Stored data
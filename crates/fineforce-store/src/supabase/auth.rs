use async_trait::async_trait;
use chrono::Utc;
use fineforce_core::User;
use serde::Deserialize;
use serde_json::{Value, json};
use tracing::{info, warn};

use super::{Session, SupabaseClient, check, error_message};
use crate::{AuthProvider, StoreError};

/// Signup form fields; `name` and `officer_id` are stored as user metadata.
#[derive(Debug, Clone)]
pub struct SignUp {
    pub name: String,
    pub email: String,
    pub officer_id: String,
    pub password: String,
}

#[derive(Deserialize)]
struct AuthUser {
    id: String,
    #[serde(default)]
    email: Option<String>,
    #[serde(default)]
    user_metadata: UserMetadata,
}

#[derive(Deserialize, Default)]
struct UserMetadata {
    #[serde(default)]
    name: Option<String>,
    #[serde(default, rename = "officerId")]
    officer_id: Option<String>,
}

impl From<AuthUser> for User {
    fn from(u: AuthUser) -> Self {
        User::from_parts(u.id, u.email, u.user_metadata.name, u.user_metadata.officer_id)
    }
}

#[derive(Deserialize)]
struct TokenResponse {
    access_token: String,
    #[serde(default)]
    refresh_token: Option<String>,
    #[serde(default)]
    expires_at: Option<i64>,
    user: AuthUser,
}

impl From<TokenResponse> for Session {
    fn from(t: TokenResponse) -> Self {
        Session {
            access_token: t.access_token,
            refresh_token: t.refresh_token,
            expires_at: t.expires_at,
            user: t.user.into(),
        }
    }
}

/// Signup returns a full session when email confirmation is off, and just the
/// user object when a confirmation mail is pending.
fn parse_signup(value: Value) -> Result<(User, Option<Session>), StoreError> {
    if value.get("access_token").is_some() {
        let session: Session = serde_json::from_value::<TokenResponse>(value)?.into();
        Ok((session.user.clone(), Some(session)))
    } else {
        let user: AuthUser = serde_json::from_value(value)?;
        Ok((user.into(), None))
    }
}

impl SupabaseClient {
    /// Trade the refresh token for a new session. A missing or rejected
    /// refresh token ends the session and yields `Ok(None)`; transport
    /// errors leave the session in place.
    pub async fn refresh_session(&self) -> Result<Option<User>, StoreError> {
        let Some(refresh_token) = self.session().and_then(|s| s.refresh_token) else {
            info!("session expired without a refresh token");
            self.restore_session(None);
            return Ok(None);
        };
        let url = format!("{}/auth/v1/token?grant_type=refresh_token", self.base_url);
        info!("refreshing session");
        let resp = self
            .anon_request(&url)
            .json(&json!({ "refresh_token": refresh_token }))
            .send()
            .await?;
        let resp = match Self::auth_failure(resp).await {
            Ok(resp) => resp,
            Err(StoreError::Auth(reason)) => {
                warn!(reason = %reason, "session refresh rejected");
                self.restore_session(None);
                return Ok(None);
            }
            Err(e) => return Err(e),
        };
        let session: Session = resp.json::<TokenResponse>().await?.into();
        let user = session.user.clone();
        self.restore_session(Some(session));
        Ok(Some(user))
    }

    async fn auth_failure(resp: reqwest::Response) -> Result<reqwest::Response, StoreError> {
        match check(resp).await {
            Err(StoreError::Server { body, .. }) => Err(StoreError::Auth(error_message(&body))),
            other => other,
        }
    }
}

#[async_trait]
impl AuthProvider for SupabaseClient {
    async fn sign_in(&self, email: &str, password: &str) -> Result<User, StoreError> {
        let url = format!("{}/auth/v1/token?grant_type=password", self.base_url);
        info!(email = %email, "signing in");
        let resp = self
            .request(reqwest::Method::POST, &url)
            .json(&json!({ "email": email, "password": password }))
            .send()
            .await?;
        let resp = Self::auth_failure(resp).await?;
        let session: Session = resp.json::<TokenResponse>().await?.into();
        let user = session.user.clone();
        self.restore_session(Some(session));
        info!(user_id = %user.id, "signed in");
        Ok(user)
    }

    async fn sign_up(&self, signup: &SignUp) -> Result<User, StoreError> {
        let url = format!("{}/auth/v1/signup", self.base_url);
        info!(email = %signup.email, officer_id = %signup.officer_id, "creating account");
        let resp = self
            .request(reqwest::Method::POST, &url)
            .json(&json!({
                "email": signup.email,
                "password": signup.password,
                "data": { "name": signup.name, "officerId": signup.officer_id },
            }))
            .send()
            .await?;
        let resp = Self::auth_failure(resp).await?;
        let (user, session) = parse_signup(resp.json().await?)?;
        if session.is_some() {
            self.restore_session(session);
        }
        Ok(user)
    }

    async fn sign_out(&self) -> Result<(), StoreError> {
        if self.session().is_none() {
            return Ok(());
        }
        let url = format!("{}/auth/v1/logout", self.base_url);
        let resp = self.request(reqwest::Method::POST, &url).send().await;
        // The local session is dropped even if the server call fails.
        self.restore_session(None);
        Self::auth_failure(resp?).await?;
        info!("signed out");
        Ok(())
    }

    async fn current_user(&self) -> Result<Option<User>, StoreError> {
        let Some(session) = self.session() else {
            return Ok(None);
        };
        if session.is_expired_at(Utc::now().timestamp()) {
            return self.refresh_session().await;
        }
        let url = format!("{}/auth/v1/user", self.base_url);
        let resp = self.request(reqwest::Method::GET, &url).send().await?;
        if resp.status() == reqwest::StatusCode::UNAUTHORIZED {
            return self.refresh_session().await;
        }
        let resp = Self::auth_failure(resp).await?;
        let user: AuthUser = resp.json().await?;
        Ok(Some(user.into()))
    }
}

#[cfg(test)]
mod tests {
    use super::*;

    #[test]
    fn token_response_maps_metadata() {
        let json = r#"{
            "access_token": "jwt",
            "token_type": "bearer",
            "expires_in": 3600,
            "expires_at": 1760000000,
            "refresh_token": "r1",
            "user": {
                "id": "u-1",
                "email": "rohan@police.gov.in",
                "user_metadata": { "name": "Rohan Sharma", "officerId": "O-001" }
            }
        }"#;
        let session: Session = serde_json::from_str::<TokenResponse>(json).unwrap().into();
        assert_eq!(session.user.name, "Rohan Sharma");
        assert_eq!(session.user.officer_id, "O-001");
        assert_eq!(session.refresh_token.as_deref(), Some("r1"));
    }

    fn stale_session(refresh_token: Option<&str>) -> Session {
        Session {
            access_token: "old".into(),
            refresh_token: refresh_token.map(str::to_string),
            expires_at: Some(Utc::now().timestamp() - 10),
            user: User::from_parts("u-1".into(), None, None, None),
        }
    }

    #[test]
    fn expiry_includes_margin() {
        let mut session = stale_session(None);
        session.expires_at = Some(1_000);
        assert!(!session.is_expired_at(1_000 - crate::supabase::EXPIRY_MARGIN_SECS - 1));
        assert!(session.is_expired_at(1_000 - crate::supabase::EXPIRY_MARGIN_SECS));
        assert!(session.is_expired_at(2_000));
        session.expires_at = None;
        assert!(!session.is_expired_at(i64::MAX));
    }

    #[tokio::test]
    async fn expired_session_without_refresh_token_signs_out() {
        let client =
            SupabaseClient::new(crate::SupabaseConfig::new("http://127.0.0.1:9", "anon"));
        client.restore_session(Some(stale_session(None)));
        assert!(client.current_user().await.unwrap().is_none());
        assert!(client.session().is_none());
    }

    #[tokio::test]
    async fn unreachable_refresh_keeps_the_session() {
        let client =
            SupabaseClient::new(crate::SupabaseConfig::new("http://127.0.0.1:9", "anon"));
        client.restore_session(Some(stale_session(Some("r1"))));
        let err = client.current_user().await.unwrap_err();
        assert!(matches!(err, StoreError::Http(_)));
        assert_eq!(client.session().unwrap().refresh_token.as_deref(), Some("r1"));
    }

    #[test]
    fn missing_metadata_uses_defaults() {
        let user: User = serde_json::from_str::<AuthUser>(r#"{"id":"u-2"}"#).unwrap().into();
        assert_eq!(user.name, "Officer");
        assert_eq!(user.officer_id, "N/A");
        assert_eq!(user.email, "");
    }

    #[test]
    fn signup_pending_confirmation_has_no_session() {
        let value = json!({
            "id": "u-3",
            "email": "priya@police.gov.in",
            "user_metadata": { "name": "Priya Singh", "officerId": "O-002" }
        });
        let (user, session) = parse_signup(value).unwrap();
        assert_eq!(user.officer_id, "O-002");
        assert!(session.is_none());
    }

    #[test]
    fn signup_with_autoconfirm_returns_session() {
        let value = json!({
            "access_token": "jwt",
            "user": { "id": "u-4", "email": "a@b.in", "user_metadata": {} }
        });
        let (user, session) = parse_signup(value).unwrap();
        assert_eq!(user.id, "u-4");
        assert_eq!(session.unwrap().access_token, "jwt");
    }
}
//! Transient AI assessment of an evidence image, edited by the officer before saving.

use std::fmt;

use serde::{Deserialize, Serialize};

use crate::validate::ValidationError;
use crate::violation::{NewViolation, ViolationType};

/// Confidence below this value raises the low-confidence advisory.
pub const LOW_CONFIDENCE_THRESHOLD: u8 = 70;

const UNCLEAR: &str = "Unclear";

/// Violation type as assessed by the AI: a concrete type, or `Unclear` when the
/// image shows no obvious violation. `Unclear` must be resolved before saving.
#[derive(Debug, Clone, Copy, PartialEq, Eq, Serialize, Deserialize)]
#[serde(try_from = "String", into = "String")]
pub enum AssessedType {
    Concrete(ViolationType),
    Unclear,
}

impl AssessedType {
    pub fn concrete(&self) -> Option<ViolationType> {
        match self {
            Self::Concrete(t) => Some(*t),
            Self::Unclear => None,
        }
    }

    pub fn is_unclear(&self) -> bool {
        matches!(self, Self::Unclear)
    }

    pub fn label(&self) -> &'static str {
        match self {
            Self::Concrete(t) => t.label(),
            Self::Unclear => UNCLEAR,
        }
    }
}

impl fmt::Display for AssessedType {
    fn fmt(&self, f: &mut fmt::Formatter<'_>) -> fmt::Result {
        f.write_str(self.label())
    }
}

impl TryFrom<String> for AssessedType {
    type Error = String;

    fn try_from(s: String) -> Result<Self, Self::Error> {
        if s == UNCLEAR {
            return Ok(Self::Unclear);
        }
        // Exact labels only: this is the AI's enumerated schema field.
        ViolationType::ALL
            .into_iter()
            .find(|t| t.label() == s)
            .map(Self::Concrete)
            .ok_or_else(|| format!("unexpected violationType {s:?}"))
    }
}

impl From<AssessedType> for String {
    fn from(t: AssessedType) -> Self {
        t.label().to_string()
    }
}

impl From<ViolationType> for AssessedType {
    fn from(t: ViolationType) -> Self {
        Self::Concrete(t)
    }
}

/// Integer confidence score in `[0, 100]`.
#[derive(Debug, Default, Clone, Copy, PartialEq, Eq, PartialOrd, Ord, Serialize, Deserialize)]
#[serde(try_from = "i64", into = "u8")]
pub struct Confidence(u8);

impl Confidence {
    pub fn new(value: u8) -> Option<Self> {
        (value <= 100).then_some(Self(value))
    }

    pub fn value(&self) -> u8 {
        self.0
    }
}

impl TryFrom<i64> for Confidence {
    type Error = String;

    fn try_from(v: i64) -> Result<Self, Self::Error> {
        u8::try_from(v)
            .ok()
            .and_then(Self::new)
            .ok_or_else(|| format!("confidence score {v} outside 0..=100"))
    }
}

impl From<Confidence> for u8 {
    fn from(c: Confidence) -> Self {
        c.0
    }
}

/// Structured response of the image-analysis adapter, editable during review.
#[derive(Debug, Clone, PartialEq, Serialize, Deserialize)]
#[serde(rename_all = "camelCase")]
pub struct AnalysisResult {
    pub vehicle_number: String,
    pub violation_type: AssessedType,
    pub fine: u32,
    pub location: String,
    pub description: String,
    pub confidence_score: Confidence,
    pub contributing_factors: Vec<String>,
}

impl AnalysisResult {
    /// Select a violation type and re-derive the fine from the table,
    /// overwriting any manual fine edit.
    pub fn set_violation_type(&mut self, t: ViolationType) {
        self.violation_type = AssessedType::Concrete(t);
        self.fine = t.fine();
    }

    pub fn is_low_confidence(&self) -> bool {
        !self.violation_type.is_unclear()
            && self.confidence_score.value() < LOW_CONFIDENCE_THRESHOLD
    }

    /// Build the insert payload. Fails while the type is still `Unclear`.
    pub fn to_new_violation(&self, image_url: String) -> Result<NewViolation, ValidationError> {
        let violation_type = self
            .violation_type
            .concrete()
            .ok_or(ValidationError::UnresolvedType)?;
        Ok(NewViolation {
            vehicle_number: self.vehicle_number.clone(),
            violation_type,
            location: self.location.clone(),
            image_url,
            fine: self.fine,
            description: self.description.clone(),
            confidence_score: self.confidence_score,
            contributing_factors: self.contributing_factors.clone(),
        })
    }
}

ABOUT THIS TASK. Check each line of the records for the word "reqwest", and show the lines that contain it.

RESPONSE.
    async fn auth_failure(resp: reqwest::Response) -> Result<reqwest::Response, StoreError> {
            .request(reqwest::Method::POST, &url)
            .request(reqwest::Method::POST, &url)
        let resp = self.request(reqwest::Method::POST, &url).send().await;
        let resp = self.request(reqwest::Method::GET, &url).send().await?;
        if resp.status() == reqwest::StatusCode::UNAUTHORIZED {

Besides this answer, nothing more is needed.